Copy out, from the data below, each line in which the word "path" occurs.
---*---
use clap::Parser;

mod cli;
mod commands;
mod exit_codes;
mod output;
mod stimulus;

use cli::Cli;

#[tokio::main]
async fn main() {
    let cli = Cli::parse();

    let log_level = match cli.verbose {
        0 => log::LevelFilter::Warn,
        1 => log::LevelFilter::Info,
        2 => log::LevelFilter::Debug,
        _ => log::LevelFilter::Trace,
    };
    let mut logger = env_logger::Builder::new();
    logger.filter_level(log_level);
    match &cli.log_file {
        Some(path) => match std::fs::File::create(path) {
            Ok(file) => {
                // Log files keep timestamps and default to info level
                logger.target(env_logger::Target::Pipe(Box::new(file)));
                if cli.verbose == 0 {
                    logger.filter_level(log::LevelFilter::Info);
                }
            }
            Err(e) => {
                eprintln!("Error: cannot create log file '{}': {}", path.display(), e);
                std::process::exit(exit_codes::INPUT_ERROR);
            }
        },
        None => {
            logger.format_timestamp(None);
        }
    }
    logger.init();

    let exit_code = match cli.command {
        cli::Command::Run(args) => commands::run::execute(args).await,
        cli::Command::Inspect(args) => commands::inspect::execute(args),
        cli::Command::Protocol(args) => commands::protocol::execute(args),
    };

    std::process::exit(exit_code);
}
---*---
**Response box:**
        Some(path) => match std::fs::File::create(path) {
                eprintln!("Error: cannot create log file '{}': {}", path.display(), e);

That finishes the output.